Monday, February 27, 2006

One for our Families

On her visits to one of Muroran's high schools, Maureen often teaches with Usami-Sensei. Usami-Sensei is a tiny woman and a big pillar of internationalization in Muroran. She runs the International Center and eagerly opens her home to dinners with foreign residents and students. I've already visited her twice. When we told her we were getting married here, her eyes lit up with a forming plan.

"In Februry," she told us, "there is a kimono party in Muroran. You can come, try on kimonos and get your pictures taken.
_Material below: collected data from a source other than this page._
//! Payment provider ports.
//!
//! Two channels are supported: a mobile-money push (`PushPaymentProvider`)
//! and hosted card checkout (`CardPaymentProvider`). Both hand back a
//! provider-issued tracking id that becomes the payment attempt's
//! transaction id.
//!
//! Implementations must bound every outbound call with a timeout and report
//! auth/network failures as `PaymentError` rather than hanging.

use async_trait::async_trait;
use serde::{Deserialize, Serialize};

use crate::domain::billing::{PhoneNumber, VerifiedEvent, WebhookError};
use crate::domain::foundation::{TransactionId, UserId};

/// Port for the push (STK) channel.
#[async_trait]
pub trait PushPaymentProvider: Send + Sync {
    /// Sends a payment prompt to the payer's handset.
    ///
    /// Returns only once the provider has accepted the request.
    async fn initiate_push(
        &self,
        request: PushPaymentRequest,
    ) -> Result<PushPaymentAccepted, PaymentError>;
}

/// Port for the card checkout channel.
#[async_trait]
pub trait CardPaymentProvider: Send + Sync {
    /// Creates a hosted checkout session for one plan purchase.
    async fn create_checkout_session(
        &self,
        request: CheckoutRequest,
    ) -> Result<CheckoutSession, PaymentError>;

    /// Verifies a webhook signature over the raw body and parses the event.
    fn verify_webhook(&self, payload: &[u8], signature: &str)
        -> Result<VerifiedEvent, WebhookError>;
}

/// Request to prompt a payer on the push channel.
#[derive(Debug, Clone)]
pub struct PushPaymentRequest {
    pub user_id: UserId,
    pub plan_id: String,
    pub phone_number: PhoneNumber,
    /// Whole KES.
    pub amount: i64,
    pub description: String,
}

impl PushPaymentRequest {
    /// Merchant reference shown on the payer's statement.
    pub fn account_reference(&self) -> String {
        format!("PLAN-{}", self.plan_id)
    }
}

/// Provider acknowledgement of a push request.
#[derive(Debug, Clone, Serialize, Deserialize)]
pub struct PushPaymentAccepted {
    pub transaction_id: TransactionId,
    pub merchant_request_id: Option<String>,
    pub customer_message: Option<String>,
}

/// Request to open a card checkout session.
#[derive(Debug, Clone)]
pub struct CheckoutRequest {
    /// Stored as the session's `client_reference_id`.
    pub user_id: UserId,
    pub plan_id: String,
    pub price_id: String,
    pub customer_email: Option<String>,
}

/// Checkout session created by the provider.
#[derive(Debug, Clone, Serialize, Deserialize)]
pub struct CheckoutSession {
    pub id: TransactionId,

    /// Hosted payment page the client is redirected to.
    pub url: Option<String>,
}

/// Payment operation error.
#[derive(Debug, Clone, Serialize, Deserialize)]
pub struct PaymentError {
    /// Error code for categorization.
    pub code: PaymentErrorCode,

    /// Human-readable message.
    pub message: String,

    /// Provider's error code (if available).
    pub provider_code: Option<String>,

    /// Whether the operation can be retried.
    pub retryable: bool,
}

impl PaymentError {
    /// Create a new payment error.
    pub fn new(code: PaymentErrorCode, message: impl Into<String>) -> Self {
        Self {
            code,
            message: message.into(),
            provider_code: None,
            retryable: code.is_retryable(),
        }
    }

    /// Create with provider code.
    pub fn with_provider_code(mut self, code: impl Into<String>) -> Self {
        self.provider_code = Some(code.into());
        self
    }

    /// Create a network error.
    pub fn network(message: impl Into<String>) -> Self {
        Self::new(PaymentErrorCode::NetworkError, message)
    }

    /// Create a timeout error.
    pub fn timeout(message: impl Into<String>) -> Self {
        Self::new(PaymentErrorCode::Timeout, message)
    }

    /// Create an authentication error.
    pub fn authentication(message: impl Into<String>) -> Self {
        Self::new(PaymentErrorCode::AuthenticationError, message)
    }

    /// Create a rejected-request error.
    pub fn rejected(message: impl Into<String>) -> Self {
        Self::new(PaymentErrorCode::RequestRejected, message)
    }

    /// Create a provider API error.
    pub fn provider(message: impl Into<String>) -> Self {
        Self::new(PaymentErrorCode::ProviderError, message)
    }
}

impl std::fmt::Display for PaymentError {
    fn fmt(&self, f: &mut std::fmt::Formatter<'_>) -> std::fmt::Result {
        write!(f, "{}: {}", self.code, self.message)
    }
}

impl std::error::Error for PaymentError {}

/// Payment error codes.
#[derive(Debug, Clone, Copy, PartialEq, Eq, Serialize, Deserialize)]
#[serde(rename_all = "snake_case")]
pub enum PaymentErrorCode {
    /// Network connectivity issue.
    NetworkError,

    /// The provider did not answer within the configured timeout.
    Timeout,

    /// API authentication failed.
    AuthenticationError,

    /// The provider refused the request (bad number, invalid price, ...).
    RequestRejected,

    /// Rate limit exceeded.
    RateLimitExceeded,

    /// Provider API error or unexpected response.
    ProviderError,
}

impl PaymentErrorCode {
    /// Check if this error type is typically retryable.
    pub fn is_retryable(&self) -> bool {
        matches!(
            self,
            PaymentErrorCode::NetworkError
                | PaymentErrorCode::Timeout
                | PaymentErrorCode::RateLimitExceeded
        )
    }
}

impl std::fmt::Display for PaymentErrorCode {
    fn fmt(&self, f: &mut std::fmt::Formatter<'_>) -> std::fmt::Result {
        let s = match self {
            PaymentErrorCode::NetworkError => "network_error",
            PaymentErrorCode::Timeout => "timeout",
            PaymentErrorCode::AuthenticationError => "authentication_error",
            PaymentErrorCode::RequestRejected => "request_rejected",
            PaymentErrorCode::RateLimitExceeded => "rate_limit_exceeded",
            PaymentErrorCode::ProviderError => "provider_error",
        };
        write!(f, "{}", s)
    }
}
And that's just what we did on Saturday. It was the first time for both of us to have three people helping us get dressed. It was necessary for Maureen's traditional women's kimono. In my case, wearing a men's samurai-style kimono, I could have probably gotten by with just the help of one person, but it took three to adequately express their collective amazement at just how much "too big" I was for anything they had. The largest toe socks were two sizes too small, but I squeezed into them, anyway. The skirts were supposed to extend to the floor, but hung several centimeters too short.
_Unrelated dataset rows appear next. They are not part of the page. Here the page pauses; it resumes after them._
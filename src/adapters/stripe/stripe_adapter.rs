//! Stripe card checkout adapter.
//!
//! Implements `CardPaymentProvider` against the Stripe REST API: checkout
//! session creation and webhook verification.
//!
//! # Security
//!
//! - Webhook signatures are checked over the raw body before parsing
//! - Test-mode events are refused when `require_livemode` is set
//! - The API key is held as a `secrecy::SecretString`
//!
//! # Configuration
//!
//! ```ignore
//! let config = StripeConfig::new(api_key, webhook_secret)
//!     .with_redirects(success_url, cancel_url)
//!     .with_timeout(Duration::from_secs(15));
//! let adapter = StripeCheckoutAdapter::new(config)?;
//! ```

use std::time::Duration;

use async_trait::async_trait;
use secrecy::{ExposeSecret, SecretString};
use serde::Deserialize;

use crate::config::StripeSettings;
use crate::domain::billing::{StripeWebhookVerifier, VerifiedEvent, WebhookError};
use crate::domain::foundation::TransactionId;
use crate::ports::{
    CardPaymentProvider, CheckoutRequest, CheckoutSession, PaymentError, PaymentErrorCode,
};

const DEFAULT_API_BASE_URL: &str = "https://api.stripe.com";

/// Stripe API configuration.
#[derive(Clone)]
pub struct StripeConfig {
    /// Stripe secret API key (sk_live_... or sk_test_...).
    api_key: SecretString,

    /// Webhook signing secret (whsec_...).
    webhook_secret: SecretString,

    api_base_url: String,

    /// `payment` or `subscription`.
    checkout_mode: String,

    success_url: String,
    cancel_url: String,

    /// Whether to refuse test-mode webhook events.
    require_livemode: bool,

    timeout: Duration,
}

impl StripeConfig {
    pub fn new(api_key: impl Into<String>, webhook_secret: impl Into<String>) -> Self {
        Self {
            api_key: SecretString::new(api_key.into()),
            webhook_secret: SecretString::new(webhook_secret.into()),
            api_base_url: DEFAULT_API_BASE_URL.to_string(),
            checkout_mode: "subscription".to_string(),
            success_url: String::new(),
            cancel_url: String::new(),
            require_livemode: false,
            timeout: Duration::from_secs(15),
        }
    }

    /// Builds the adapter configuration from application settings.
    pub fn from_settings(settings: &StripeSettings, timeout: Duration) -> Self {
        let mut config = Self::new(settings.api_key.clone(), settings.webhook_secret.clone())
            .with_checkout_mode(settings.checkout_mode.clone())
            .with_redirects(settings.success_url(), settings.cancel_url())
            .with_require_livemode(settings.require_livemode)
            .with_timeout(timeout);
        if let Some(url) = &settings.api_base_url {
            config = config.with_base_url(url.clone());
        }
        config
    }

    /// Set a custom API base URL (for testing).
    pub fn with_base_url(mut self, url: impl Into<String>) -> Self {
        self.api_base_url = url.into();
        self
    }

    pub fn with_checkout_mode(mut self, mode: impl Into<String>) -> Self {
        self.checkout_mode = mode.into();
        self
    }

    pub fn with_redirects(
        mut self,
        success_url: impl Into<String>,
        cancel_url: impl Into<String>,
    ) -> Self {
        self.success_url = success_url.into();
        self.cancel_url = cancel_url.into();
        self
    }

    /// Require livemode events in production.
    pub fn with_require_livemode(mut self, require: bool) -> Self {
        self.require_livemode = require;
        self
    }

    pub fn with_timeout(mut self, timeout: Duration) -> Self {
        self.timeout = timeout;
        self
    }
}

/// Checkout session fields we read from the API response.
#[derive(Debug, Deserialize)]
struct StripeCheckoutSessionResponse {
    id: String,
    url: Option<String>,
}

#[derive(Debug, Deserialize)]
struct StripeErrorEnvelope {
    error: StripeErrorBody,
}

#[derive(Debug, Deserialize)]
struct StripeErrorBody {
    message: Option<String>,
    code: Option<String>,
}

/// Stripe card checkout adapter.
pub struct StripeCheckoutAdapter {
    config: StripeConfig,
    verifier: StripeWebhookVerifier,
    http_client: reqwest::Client,
}

impl StripeCheckoutAdapter {
    pub fn new(config: StripeConfig) -> Result<Self, PaymentError> {
        let http_client = reqwest::Client::builder()
            .timeout(config.timeout)
            .build()
            .map_err(|e| PaymentError::provider(format!("Failed to build HTTP client: {}", e)))?;
        let verifier = StripeWebhookVerifier::new(config.webhook_secret.expose_secret().clone());

        Ok(Self {
            config,
            verifier,
            http_client,
        })
    }

    fn checkout_params(&self, request: &CheckoutRequest) -> Vec<(&'static str, String)> {
        let mut params = vec![
            ("mode", self.config.checkout_mode.clone()),
            ("line_items[0][price]", request.price_id.clone()),
            ("line_items[0][quantity]", "1".to_string()),
            ("success_url", self.config.success_url.clone()),
            ("cancel_url", self.config.cancel_url.clone()),
            ("client_reference_id", request.user_id.to_string()),
            ("metadata[plan_id]", request.plan_id.clone()),
        ];
        if let Some(email) = &request.customer_email {
            params.push(("customer_email", email.clone()));
        }
        params
    }
}

/// Maps a non-success Stripe response onto a payment error.
fn error_from_response(status: reqwest::StatusCode, body: &str) -> PaymentError {
    let parsed = serde_json::from_str::<StripeErrorEnvelope>(body).ok();
    let message = parsed
        .as_ref()
        .and_then(|e| e.error.message.clone())
        .unwrap_or_else(|| format!("Stripe API error ({})", status));

    let code = match status.as_u16() {
        401 | 403 => PaymentErrorCode::AuthenticationError,
        400 | 402 | 404 => PaymentErrorCode::RequestRejected,
        429 => PaymentErrorCode::RateLimitExceeded,
        _ => PaymentErrorCode::ProviderError,
    };

    let error = PaymentError::new(code, message);
    match parsed.and_then(|e| e.error.code) {
        Some(provider_code) => error.with_provider_code(provider_code),
        None => error,
    }
}

fn error_from_transport(e: reqwest::Error) -> PaymentError {
    if e.is_timeout() {
        PaymentError::timeout(format!("Stripe did not respond: {}", e))
    } else {
        PaymentError::network(e.to_string())
    }
}

#[async_trait]
impl CardPaymentProvider for StripeCheckoutAdapter {
    async fn create_checkout_session(
        &self,
        request: CheckoutRequest,
    ) -> Result<CheckoutSession, PaymentError> {
        let url = format!("{}/v1/checkout/sessions", self.config.api_base_url);
        let params = self.checkout_params(&request);

        let response = self
            .http_client
            .post(&url)
            .basic_auth(self.config.api_key.expose_secret(), Option::<&str>::None)
            .form(&params)
            .send()
            .await
            .map_err(error_from_transport)?;

        let status = response.status();
        if !status.is_success() {
            let error_text = response.text().await.unwrap_or_default();
            tracing::error!(status = %status, "Stripe create_checkout_session failed");
            return Err(error_from_response(status, &error_text));
        }

        let session: StripeCheckoutSessionResponse = response.json().await.map_err(|e| {
            PaymentError::provider(format!("Failed to parse Stripe response: {}", e))
        })?;

        let id = TransactionId::new(session.id)
            .map_err(|_| PaymentError::provider("Stripe returned an empty session id"))?;

        Ok(CheckoutSession {
            id,
            url: session.url,
        })
    }

    fn verify_webhook(
        &self,
        payload: &[u8],
        signature: &str,
    ) -> Result<VerifiedEvent, WebhookError> {
        let verified = self.verifier.verify_and_parse(payload, signature)?;

        if self.config.require_livemode && !verified.event.is_live() {
            tracing::warn!(event_id = %verified.event.id, "Rejected test mode event");
            return Err(WebhookError::LivemodeMismatch);
        }

        Ok(verified)
    }
}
In the front, around my waist, one of the women tied a traditional, very symbolic knot in the shape of the number 10, a cross with arms of equal length. It took her three times to get it right, with many apologies for not having done it since last year. In between, she tried to explain its symbolism, but always stopped short of out-right saying it stands for male virality, which is certainly my guess given its placement, her vagueness, and 10's being a traditional representative for large numbers.

We took lots of photos, then de-robed and watched as international students from Muroran Institute of Technology followed suite (or is that suit?). Afterwards, we spread low tables on the tatami floor and stuffed ourselves on Japanese rice balls, Chinese dumplings, Sri Lanka curry and American pizza.